### Task item:
State how many lines in the entries below include the string "ProductSort", and give nothing beyond that number.

### Material for the task:
//! Product listing, detail pages and review submission.

use std::collections::{HashMap, HashSet};

use askama::Template;
use askama_web::WebTemplate;
use axum::{
    Form,
    extract::{Path, Query, State},
    response::{IntoResponse, Redirect, Response},
};
use serde::Deserialize;
use tower_sessions::Session;
use tracing::instrument;

use jouwwinkel_core::models::{Category, Product, RatingSummary, Review, Variant, VariantOption};
use jouwwinkel_core::validation::ValidationErrors;
use jouwwinkel_core::{Price, ProductId};

use crate::db::{
    CatalogRepository, NewReview, OrderRepository, ProductQuery, ProductSort, RepositoryError,
    ReviewRepository, WishlistRepository,
};
use crate::error::AppError;
use crate::filters;
use crate::middleware::RequireAuth;
use crate::models::{CurrentCustomer, Flash};
use crate::routes::context::{PageContext, set_flash};
use crate::services::content::render_markdown;
use crate::state::AppState;

const RELATED_LIMIT: i64 = 4;
const MAX_REVIEW_TITLE: usize = 120;
const MAX_REVIEW_BODY: usize = 2000;

// =============================================================================
// View types
// =============================================================================

/// A product tile on listings, the home page and the wishlist.
#[derive(Clone)]
pub struct ProductCard {
    pub id: ProductId,
    pub slug: String,
    pub name: String,
    pub price: String,
    pub compare_at_price: Option<String>,
    pub discount_percent: Option<u32>,
    pub image_url: Option<String>,
    pub in_stock: bool,
    pub saved: bool,
}

impl ProductCard {
    /// `variant_stock` holds totals for products sold through variants.
    #[must_use]
    pub fn new(product: &Product, variant_stock: &HashMap<ProductId, i64>, saved: bool) -> Self {
        let in_stock = variant_stock
            .get(&product.id)
            .map_or(product.stock > 0, |total| *total > 0);
        Self {
            id: product.id,
            slug: product.slug.clone(),
            name: product.name.clone(),
            price: Price::eur(product.price).to_string(),
            compare_at_price: product
                .discount_percent()
                .and(product.compare_at_price)
                .map(|p| Price::eur(p).to_string()),
            discount_percent: product.discount_percent(),
            image_url: product.primary_image().map(str::to_owned),
            in_stock,
            saved,
        }
    }
}

/// Build cards for a set of products, looking up variant stock and the
/// customer's wishlist in one query each.
///
/// # Errors
///
/// Returns `RepositoryError::Database` if a query fails.
pub async fn product_cards(
    state: &AppState,
    customer: Option<&CurrentCustomer>,
    products: &[Product],
) -> Result<Vec<ProductCard>, RepositoryError> {
    let ids: Vec<ProductId> = products.iter().map(|p| p.id).collect();
    let variant_stock = CatalogRepository::new(state.pool())
        .variant_stock_for(&ids)
        .await?;
    let saved = match customer {
        Some(customer) => {
            WishlistRepository::new(state.pool())
                .product_ids(customer.id)
                .await?
        }
        None => HashSet::new(),
    };

    Ok(products
        .iter()
        .map(|p| ProductCard::new(p, &variant_stock, saved.contains(&p.id)))
        .collect())
}

/// One purchasable variant in the detail page's picker.
pub struct VariantChoice {
    pub id: i32,
    pub label: String,
    pub price: String,
    pub in_stock: bool,
}

impl VariantChoice {
    fn new(variant: &Variant, product: &Product) -> Self {
        Self {
            id: variant.id.as_i32(),
            label: variant.label(),
            price: Price::eur(variant.unit_price(product)).to_string(),
            in_stock: variant.stock > 0,
        }
    }
}

pub struct ReviewView {
    pub author_name: String,
    pub rating: i16,
    pub title: String,
    pub body: String,
    pub verified_purchase: bool,
    pub date: String,
}

impl From<&Review> for ReviewView {
    fn from(review: &Review) -> Self {
        Self {
            author_name: review.author_name.clone(),
            rating: review.rating,
            title: review.title.clone(),
            body: review.body.clone(),
            verified_purchase: review.verified_purchase,
            date: review.created_at.format("%d-%m-%Y").to_string(),
        }
    }
}

/// Page links for listings.
pub struct Pager {
    pub page: u32,
    pub total_pages: u32,
    /// Query string without `page`, e.g. `category=keuken&sort=name&`.
    pub base_query: String,
}

impl Pager {
    #[must_use]
    pub const fn has_prev(&self) -> bool {
        self.page > 1
    }

    #[must_use]
    pub const fn has_next(&self) -> bool {
        self.page < self.total_pages
    }

    #[must_use]
    pub const fn prev(&self) -> u32 {
        self.page.saturating_sub(1)
    }

    #[must_use]
    pub const fn next(&self) -> u32 {
        self.page + 1
    }
}

// =============================================================================
// Listing
// =============================================================================

#[derive(Debug, Default, Deserialize)]
pub struct ListQuery {
    pub category: Option<String>,
    pub sort: Option<String>,
    pub page: Option<u32>,
}

#[derive(Template, WebTemplate)]
#[template(path = "products/index.html")]
pub struct ProductsIndexTemplate {
    pub ctx: PageContext,
    pub heading: String,
    pub category: Option<Category>,
    pub products: Vec<ProductCard>,
    pub total: i64,
    pub sort: &'static str,
    pub pager: Pager,
}

/// GET /products
#[instrument(skip(state, ctx))]
pub async fn index(
    State(state): State<AppState>,
    ctx: PageContext,
    Query(query): Query<ListQuery>,
) -> Result<Response, AppError> {
    let catalog = CatalogRepository::new(state.pool());

    let category = match query.category.as_deref().filter(|s| !s.is_empty()) {
        Some(slug) => Some(
            catalog
                .category_by_slug(slug)
                .await?
                .ok_or_else(|| AppError::NotFound(format!("category {slug}")))?,
        ),
        None => None,
    };

    let sort = ProductSort::parse(query.sort.as_deref().unwrap_or_default());
    let page = catalog
        .list_products(ProductQuery {
            category_id: category.as_ref().map(|c| c.id),
            sort,
            page: query.page.unwrap_or(1),
        })
        .await?;

    let products = product_cards(&state, ctx.customer.as_ref(), &page.products).await?;
    let base_query = listing_query(category.as_ref().map(|c| c.slug.as_str()), sort);

    Ok(ProductsIndexTemplate {
        heading: category
            .as_ref()
            .map_or_else(|| "All products".to_owned(), |c| c.name.clone()),
        category,
        products,
        total: page.total,
        sort: sort.as_str(),
        pager: Pager {
            page: page.page,
            total_pages: page.total_pages(),
            base_query,
        },
        ctx,
    }
    .into_response())
}

/// Query string shared by every page link of a listing.
fn listing_query(category: Option<&str>, sort: ProductSort) -> String {
    let mut query = String::new();
    if let Some(slug) = category {
        query.push_str("category=");
        query.push_str(&urlencoding::encode(slug));
        query.push('&');
    }
    if sort != ProductSort::Newest {
        query.push_str("sort=");
        query.push_str(sort.as_str());
        query.push('&');
    }
    query
}

// =============================================================================
// Detail
// =============================================================================

#[derive(Template, WebTemplate)]
#[template(path = "products/show.html")]
pub struct ProductShowTemplate {
    pub ctx: PageContext,
    pub card: ProductCard,
    pub category: Option<Category>,
    pub description_html: String,
    pub images: Vec<String>,
    pub options: Vec<VariantOption>,
    pub variants: Vec<VariantChoice>,
    pub stock: i32,
    pub rating: RatingSummary,
    pub reviews: Vec<ReviewView>,
    pub can_review: bool,
    pub related: Vec<ProductCard>,
}

impl ProductShowTemplate {
    /// Whether the product must be bought as a specific variant.
    #[must_use]
    pub fn has_variants(&self) -> bool {
        !self.variants.is_empty()
    }
}

/// GET /products/{slug}
#[instrument(skip(state, ctx))]
pub async fn show(
    State(state): State<AppState>,
    ctx: PageContext,
    Path(slug): Path<String>,
) -> Result<Response, AppError> {
    let catalog = CatalogRepository::new(state.pool());
    let product = catalog
        .product_by_slug(&slug)
        .await?
        .ok_or_else(|| AppError::NotFound(format!("product {slug}")))?;

    let category = match product.category_id {
        Some(id) => catalog.category_by_id(id).await?.filter(|c| c.is_active),
        None => None,
    };
    let options = catalog.variant_options(product.id).await?;
    let variants = catalog.variants(product.id).await?;

    let reviews_repo = ReviewRepository::new(state.pool());
    let reviews = reviews_repo.approved_for_product(product.id).await?;
    let rating = reviews_repo.summary(product.id).await?;
    let can_review = match &ctx.customer {
        Some(customer) => !reviews_repo.exists_for_customer(product.id, customer.id).await?,
        None => false,
    };

    let mut cards = product_cards(&state, ctx.customer.as_ref(), std::slice::from_ref(&product)).await?;
    let card = cards
        .pop()
        .ok_or_else(|| AppError::Internal("product card missing".to_owned()))?;
    let related = catalog.related_products(&product, RELATED_LIMIT).await?;
    let related = product_cards(&state, ctx.customer.as_ref(), &related).await?;

    Ok(ProductShowTemplate {
        ctx,
        card,
        category,
        description_html: render_markdown(&product.description),
        images: product.image_urls.clone(),
        options,
        variants: variants
            .iter()
            .map(|v| VariantChoice::new(v, &product))
            .collect(),
        stock: product.stock,
        rating,
        reviews: reviews.iter().map(ReviewView::from).collect(),
        can_review,
        related,
    }
    .into_response())
}

// =============================================================================
// Reviews
// =============================================================================

#[derive(Debug, Default, Deserialize)]
#[serde(default)]
pub struct ReviewForm {
    pub rating: String,
    pub title: String,
    pub body: String,
}

/// Validated review fields: rating, title, body.
fn validate_review(form: &ReviewForm) -> Result<(i16, String, String), ValidationErrors> {
    let mut errors = ValidationErrors::new();
    let rating = errors.rating("rating", &form.rating);
    let title = errors.text("title", &form.title, MAX_REVIEW_TITLE, false);
    let body = errors.text("body", &form.body, MAX_REVIEW_BODY, true);
    errors.into_result((rating, title, body))
}

/// POST /products/{slug}/reviews
///
/// Reviews wait for moderation; `verified_purchase` is set when the customer
/// received the product in a delivered order.
#[instrument(skip(state, session, customer, form))]
pub async fn create_review(
    State(state): State<AppState>,
    session: Session,
    RequireAuth(customer): RequireAuth,
    Path(slug): Path<String>,
    Form(form): Form<ReviewForm>,
) -> Result<Response, AppError> {
    let product = CatalogRepository::new(state.pool())
        .product_by_slug(&slug)
        .await?
        .ok_or_else(|| AppError::NotFound(format!("product {slug}")))?;
    let back = format!("/products/{}#reviews", product.slug);

    let (rating, title, body) = match validate_review(&form) {
        Ok(fields) => fields,
        Err(errors) => {
            set_flash(&session, Flash::error(errors.to_string())).await?;
            return Ok(Redirect::to(&back).into_response());
        }
    };

    let verified_purchase = OrderRepository::new(state.pool())
        .has_delivered_purchase(customer.id, product.id)
        .await?;

    let review = NewReview {
        product_id: product.id,
        customer_id: customer.id,
        author_name: customer.greeting_name().to_owned(),
        rating,
        title,
        body,
        verified_purchase,
    };

    let flash = match ReviewRepository::new(state.pool()).create(&review).await {
        Ok(_) => {
            tracing::info!(product_id = %product.id, "Review submitted");
            Flash::success("Thank you! Your review will appear once it has been approved.")
        }
        Err(RepositoryError::Conflict(_)) => Flash::error("You have already reviewed this product."),
        Err(e) => return Err(e.into()),
    };
    set_flash(&session, flash).await?;
    Ok(Redirect::to(&back).into_response())
}

#[cfg(test)]
#[allow(clippy::unwrap_used)]
mod tests {
    use chrono::Utc;
    use rust_decimal::Decimal;

    use super::*;

    fn product(stock: i32) -> Product {
        Product {
            id: ProductId::new(7),
            category_id: None,
            name: "Linnen schort".to_owned(),
            slug: "linnen-schort".to_owned(),
            description: String::new(),
            price: Decimal::new(2495, 2),
            compare_at_price: Some(Decimal::new(2995, 2)),
            stock,
            image_urls: vec!["/media/a.jpg".to_owned()],
            is_featured: false,
            is_active: true,
            created_at: Utc::now(),
            updated_at: Utc::now(),
        }
    }

    #[test]
    fn test_card_uses_variant_stock_when_present() {
        let mut totals = HashMap::new();
        assert!(!ProductCard::new(&product(0), &totals, false).in_stock);

        totals.insert(ProductId::new(7), 3);
        let card = ProductCard::new(&product(0), &totals, true);
        assert!(card.in_stock);
        assert!(card.saved);
        assert_eq!(card.price, "€24.95");
        assert_eq!(card.compare_at_price.as_deref(), Some("€29.95"));
        assert_eq!(card.image_url.as_deref(), Some("/media/a.jpg"));
    }

    #[test]
    fn test_listing_query() {
        assert_eq!(listing_query(None, ProductSort::Newest), "");
        assert_eq!(
            listing_query(Some("keuken"), ProductSort::PriceAsc),
            "category=keuken&sort=price_asc&"
        );
    }

    #[test]
    fn test_pager() {
        let pager = Pager {
            page: 1,
            total_pages: 3,
            base_query: String::new(),
        };
        assert!(!pager.has_prev());
        assert!(pager.has_next());
        assert_eq!(pager.next(), 2);
    }

    #[test]
    fn test_validate_review() {
        let form = ReviewForm {
            rating: "4".to_owned(),
            title: " Fijn ".to_owned(),
            body: "Goede kwaliteit".to_owned(),
        };
        let (rating, title, body) = validate_review(&form).unwrap();
        assert_eq!(rating, 4);
        assert_eq!(title, "Fijn");
        assert_eq!(body, "Goede kwaliteit");

        let form = ReviewForm {
            rating: "6".to_owned(),
            ..ReviewForm::default()
        };
        let errors = validate_review(&form).unwrap_err();
        assert!(errors.get("rating").is_some());
        assert!(errors.get("body").is_some());
    }
}
//! Customer list and detail (read-only).

use askama::Template;
use askama_web::WebTemplate;
use axum::extract::{Path, Query, State};
use rust_decimal::Decimal;
use serde::Deserialize;
use tracing::instrument;

use jouwwinkel_core::models::{Customer, Order};
use jouwwinkel_core::{CustomerId, OrderStatus, Price};

use crate::db::{CustomerRepository, CustomerRow, OrderRepository};
use crate::error::AppError;
use crate::filters::{self, short_datetime};
use crate::routes::context::{PageContext, Pager};
use crate::state::AppState;

#[derive(Debug, Deserialize)]
pub struct CustomersQuery {
    #[serde(default)]
    pub q: String,
    pub page: Option<u32>,
}

pub struct CustomerRowView {
    pub id: i32,
    pub name: String,
    pub email: String,
    pub city: String,
    pub joined: String,
    pub order_count: i64,
    pub total_spent: String,
}

impl From<&CustomerRow> for CustomerRowView {
    fn from(row: &CustomerRow) -> Self {
        Self {
            id: row.id.as_i32(),
            name: row.full_name.clone(),
            email: row.email.to_string(),
            city: row.city.clone(),
            joined: short_datetime(&row.created_at),
            order_count: row.order_count,
            total_spent: Price::eur(row.total_spent).to_string(),
        }
    }
}

pub struct CustomerOrderView {
    pub id: i32,
    pub number: String,
    pub placed_at: String,
    pub status: &'static str,
    pub status_label: &'static str,
    pub total: String,
}

impl From<&Order> for CustomerOrderView {
    fn from(order: &Order) -> Self {
        Self {
            id: order.id.as_i32(),
            number: order.order_number(),
            placed_at: short_datetime(&order.created_at),
            status: order.status.as_str(),
            status_label: order.status.label(),
            total: Price::eur(order.total).to_string(),
        }
    }
}

#[derive(Template, WebTemplate)]
#[template(path = "customers/index.html")]
pub struct CustomersIndexTemplate {
    pub ctx: PageContext,
    pub customers: Vec<CustomerRowView>,
    pub search: String,
    pub pager: Pager,
}

#[derive(Template, WebTemplate)]
#[template(path = "customers/show.html")]
pub struct CustomerShowTemplate {
    pub ctx: PageContext,
    pub customer: Customer,
    pub email: String,
    pub joined: String,
    pub address_lines: Vec<String>,
    pub orders: Vec<CustomerOrderView>,
    pub total_spent: String,
}

/// Total of the orders that were not cancelled.
fn total_spent(orders: &[Order]) -> Decimal {
    orders
        .iter()
        .filter(|o| o.status != OrderStatus::Cancelled)
        .map(|o| o.total)
        .sum()
}

/// GET /customers
#[instrument(skip(state, ctx))]
pub async fn index(
    State(state): State<AppState>,
    ctx: PageContext,
    Query(query): Query<CustomersQuery>,
) -> Result<CustomersIndexTemplate, AppError> {
    let page = query.page.unwrap_or(1);
    let search = query.q.trim().to_owned();
    let (rows, total) = CustomerRepository::new(state.pool())
        .list((!search.is_empty()).then_some(search.as_str()), page)
        .await?;

    Ok(CustomersIndexTemplate {
        ctx,
        customers: rows.iter().map(CustomerRowView::from).collect(),
        pager: Pager::new(page, total, &[("q", &search)]),
        search,
    })
}

/// GET /customers/{id}
#[instrument(skip(state, ctx))]
pub async fn show(
    State(state): State<AppState>,
    ctx: PageContext,
    Path(id): Path<i32>,
) -> Result<CustomerShowTemplate, AppError> {
    let pool = state.pool();
    let customer_id = CustomerId::new(id);
    let customer = CustomerRepository::new(pool)
        .get(customer_id)
        .await?
        .ok_or_else(|| AppError::NotFound("Customer".to_owned()))?;
    let orders = OrderRepository::new(pool).list_for_customer(customer_id).await?;

    Ok(CustomerShowTemplate {
        email: customer.email.to_string(),
        joined: short_datetime(&customer.created_at),
        address_lines: customer.default_address().lines(),
        total_spent: Price::eur(total_spent(&orders)).to_string(),
        orders: orders.iter().map(CustomerOrderView::from).collect(),
        customer,
        ctx,
    })
}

### Solution to this problem:
6